Félix Carlos INICIANTE: “ … Não custa reconhecer o inevitável. “Custa, custa! Se não fosse tão custoso, já deveríamos ter no horizonte outra forma de vida. A navegação deve fazer-se mantendo o rumo, mas tem de se ter um objectivo a alcançar além do valor próprio já de si tão indeterminável. Os nossos comandantes, apesar dos avisos não deixam a navegação costeira que se torna mais temerária que a de alto mar. Será uma nova geração de exploradores a ousar cruzar as ondas da alma dos sem versos.
antoniofialho1 INICIANTE: Excelente texto de alerta, mas que infelizmente não passará disso mesmo. Logo que possa o mundo voltará ao que foi pois não sabe nem quer viver de outra forma. O mundo não é uno mas sim o conjunto de realidades que o compõem, sobretudo mas não necessariamente, os países. Se até dentro do próprio país se criam guetos, egoísmos nacionalistas, como se viu na forma o governo açoriano tratou os de fora, "todos presos 14 dias" mesmo estando saudáveis, com o silêncio do governo, PR, PGR, etc. percebemos que nas circunstâncias adequadas tudo é aceite. Cada país tem o seu rumo, e mesmo numa UE, como se viu nesta crise, é cada um por si, e todos os bem difusos, como o ambiente, a fome, a pobreza, etc, só importam se os afectar.
Mario Coimbra EXPERIENTE: Excelente. Tem todo a razão. A partilhar.

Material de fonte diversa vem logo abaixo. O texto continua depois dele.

//! Port definitions: traits that adapters implement.
//!
//! Ports are the boundaries between the application core and the outside world.
//! They are defined here (in `app`) so that both the use-case layer and the
//! adapter layer can depend on them without creating circular dependencies.

pub mod auth;
pub mod inspection_repo;
pub mod storage;
pub mod template_source;

pub use auth::{SessionStore, UserDirectory};
pub use inspection_repo::InspectionRepository;
pub use storage::{RobotRepository, TaskRepository};
pub use template_source::TemplateSource;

FPS INFLUENTE: Bravo, bravo António Barreto. Há que tempos não lia um texto seu com agrado. Um texto correcto e cheios de objectiva verdade. O séc. XXI ou muda de azimute (e de facto, a ocasião é de aproveitar a mãos ambas) ou é com certeza o princípio do fim num plano inclinado que ninguém conseguirá deter. A solução no bloco central? A crise económica que se prevê, vai exigir a coesão política que se verificou no ataque à crise sanitária que, isso já se sabe, foi um êxito... Um êxito que, camuflado embora, não passou na realidade de um bloco central em eficaz andamento. Desta vez, como não concordar com António Barreto?